Copy the data word for word, keeping every line.

Stored items
━━━━━━━━━━━━━━━━━━━━
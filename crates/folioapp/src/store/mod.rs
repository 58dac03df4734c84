//! # Storage Layer
//!
//! Two halves live here:
//!
//! 1. **The typed store** ([`database::Database`]): one [`database::Collection`]
//!    per [`Kind`], built once by [`loader::load`] from the data directory.
//! 2. **Persistence** ([`DocumentStore`]): the write path used by the command
//!    layer. [`doc_store::DocStore`] keeps a loaded `Database` in sync with a
//!    [`backend::StorageBackend`] that does the raw I/O.
//!
//! ## Storage Layout
//!
//! ```text
//! <root>/
//! └── .folio/
//!     ├── folio.toml              # Optional configuration
//!     ├── ApiSpec/
//!     │   └── spc_<hex>.yaml      # One YAML document per resource
//!     ├── Environment/
//!     ├── Request/
//!     ├── RequestGroup/
//!     └── Workspace/
//! ```
//!
//! Every file (or symlink to one) directly inside a kind directory is a
//! document of that kind, whatever its name. Temporary files used for atomic writes live in the data directory
//! itself, never inside a kind directory.
//!
//! ## Consistency
//!
//! - Writes go to the backend first; the in-memory map only changes once the
//!   backend succeeded.
//! - There is no locking: a single caller is assumed per mutation. Two
//!   processes duplicating under the same parent can race.
//!
//! ## Implementations
//!
//! - [`fs_backend::FsBackend`]: production, one file per document.
//! - [`mem_backend::MemBackend`]: for testing logic without filesystem I/O.

use crate::error::Result;
use crate::model::{Kind, Resource};
use crate::sort_key::display_order;

pub mod backend;
pub mod database;
pub mod doc_store;
pub mod fs_backend;
pub mod loader;
pub mod mem_backend;

pub use database::{Collection, Database};

#[derive(Debug, Clone, Copy, PartialEq, Eq, Default)]
pub enum SortOrder {
    #[default]
    Ascending,
    Descending,
}

/// Filter for [`DocumentStore::find`]. Results are sorted by sort key.
#[derive(Debug, Clone, Default)]
pub struct Query {
    parent_id: Option<Option<String>>,
    sort_key_gt: Option<f64>,
    order: SortOrder,
    limit: Option<usize>,
}

impl Query {
    pub fn all() -> Self {
        Self::default()
    }

    /// Siblings under `parent_id` (`None` selects roots).
    pub fn children_of(parent_id: Option<&str>) -> Self {
        Self {
            parent_id: Some(parent_id.map(String::from)),
            ..Self::default()
        }
    }

    pub fn sort_key_gt(mut self, key: f64) -> Self {
        self.sort_key_gt = Some(key);
        self
    }

    pub fn order(mut self, order: SortOrder) -> Self {
        self.order = order;
        self
    }

    pub fn limit(mut self, limit: usize) -> Self {
        self.limit = Some(limit);
        self
    }

    pub fn matches(&self, resource: &Resource) -> bool {
        if let Some(parent) = &self.parent_id {
            if resource.parent_id != *parent {
                return false;
            }
        }
        if let Some(key) = self.sort_key_gt {
            if resource.sort_key <= key {
                return false;
            }
        }
        true
    }

    /// Filters, sorts and truncates `resources`.
    pub fn apply<'a>(&self, resources: impl Iterator<Item = &'a Resource>) -> Vec<Resource> {
        let mut found: Vec<&Resource> = resources.filter(|r| self.matches(r)).collect();
        found.sort_by(|a, b| display_order(a, b));
        if self.order == SortOrder::Descending {
            found.reverse();
        }
        if let Some(limit) = self.limit {
            found.truncate(limit);
        }
        found.into_iter().cloned().collect()
    }
}

/// Abstract interface for document persistence.
///
/// The command layer builds create/update/duplicate/move/remove on top of
/// these primitives.
pub trait DocumentStore {
    /// The current in-memory view.
    fn database(&self) -> &Database;

    /// Get a document by kind and exact id.
    fn get(&self, kind: Kind, id: &str) -> Result<Resource>;

    /// Find documents of `kind` matching `query`.
    fn find(&self, kind: Kind, query: &Query) -> Vec<Resource> {
        query.apply(self.database().collection(kind).iter())
    }

    /// Save a document (create or replace).
    fn save(&mut self, resource: &Resource) -> Result<()>;

    /// Delete a document permanently, returning it.
    fn delete(&mut self, kind: Kind, id: &str) -> Result<Resource>;
}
━━━━━━━━━━━━━━━━━━━━
# Exercise solution
filename crates/folioapp/src/store/mod.rs
repository 58dac03df4734c84
//! # Storage Layer
//!
//! Two halves live here:
//!
//! 1. **The typed store** ([`database::Database`]): one [`database::Collection`]
//!    per [`Kind`], built once by [`loader::load`] from the data directory.
//! 2. **Persistence** ([`DocumentStore`]): the write path used by the command
//!    layer. [`doc_store::DocStore`] keeps a loaded `Database` in sync with a
//!    [`backend::StorageBackend`] that does the raw I/O.
//!
//! ## Storage Layout
//!
//! ```text
//! <root>/
//! └── .folio/
//!     ├── folio.toml              # Optional configuration
//!     ├── ApiSpec/
//!     │   └── spc_<hex>.yaml      # One YAML document per resource
//!     ├── Environment/
//!     ├── Request/
//!     ├── RequestGroup/
//!     └── Workspace/
//! ```
//!
//! Every file (or symlink to one) directly inside a kind directory is a
//! document of that kind, whatever its name. Temporary files used for atomic writes live in the data directory
//! itself, never inside a kind directory.
//!
//! ## Consistency
//!
//! - Writes go to the backend first; the in-memory map only changes once the
//!   backend succeeded.
//! - There is no locking: a single caller is assumed per mutation. Two
//!   processes duplicating under the same parent can race.
//!
//! ## Implementations
//!
//! - [`fs_backend::FsBackend`]: production, one file per document.
//! - [`mem_backend::MemBackend`]: for testing logic without filesystem I/O.

use crate::error::Result;
use crate::model::{Kind, Resource};
use crate::sort_key::display_order;

pub mod backend;
pub mod database;
pub mod doc_store;
pub mod fs_backend;
pub mod loader;
pub mod mem_backend;

pub use database::{Collection, Database};

#[derive(Debug, Clone, Copy, PartialEq, Eq, Default)]
pub enum SortOrder {
    #[default]
    Ascending,
    Descending,
}

/// Filter for [`DocumentStore::find`]. Results are sorted by sort key.
#[derive(Debug, Clone, Default)]
pub struct Query {
    parent_id: Option<Option<String>>,
    sort_key_gt: Option<f64>,
    order: SortOrder,
    limit: Option<usize>,
}

impl Query {
    pub fn all() -> Self {
        Self::default()
    }

    /// Siblings under `parent_id` (`None` selects roots).
    pub fn children_of(parent_id: Option<&str>) -> Self {
        Self {
            parent_id: Some(parent_id.map(String::from)),
            ..Self::default()
        }
    }

    pub fn sort_key_gt(mut self, key: f64) -> Self {
        self.sort_key_gt = Some(key);
        self
    }

    pub fn order(mut self, order: SortOrder) -> Self {
        self.order = order;
        self
    }

    pub fn limit(mut self, limit: usize) -> Self {
        self.limit = Some(limit);
        self
    }

    pub fn matches(&self, resource: &Resource) -> bool {
        if let Some(parent) = &self.parent_id {
            if resource.parent_id != *parent {
                return false;
            }
        }
        if let Some(key) = self.sort_key_gt {
            if resource.sort_key <= key {
                return false;
            }
        }
        true
    }

    /// Filters, sorts and truncates `resources`.
    pub fn apply<'a>(&self, resources: impl Iterator<Item = &'a Resource>) -> Vec<Resource> {
        let mut found: Vec<&Resource> = resources.filter(|r| self.matches(r)).collect();
        found.sort_by(|a, b| display_order(a, b));
        if self.order == SortOrder::Descending {
            found.reverse();
        }
        if let Some(limit) = self.limit {
            found.truncate(limit);
        }
        found.into_iter().cloned().collect()
    }
}

/// Abstract interface for document persistence.
///
/// The command layer builds create/update/duplicate/move/remove on top of
/// these primitives.
pub trait DocumentStore {
    /// The current in-memory view.
    fn database(&self) -> &Database;

    /// Get a document by kind and exact id.
    fn get(&self, kind: Kind, id: &str) -> Result<Resource>;

    /// Find documents of `kind` matching `query`.
    fn find(&self, kind: Kind, query: &Query) -> Vec<Resource> {
        query.apply(self.database().collection(kind).iter())
    }

    /// Save a document (create or replace).
    fn save(&mut self, resource: &Resource) -> Result<()>;

    /// Delete a document permanently, returning it.
    fn delete(&mut self, kind: Kind, id: &str) -> Result<Resource>;
}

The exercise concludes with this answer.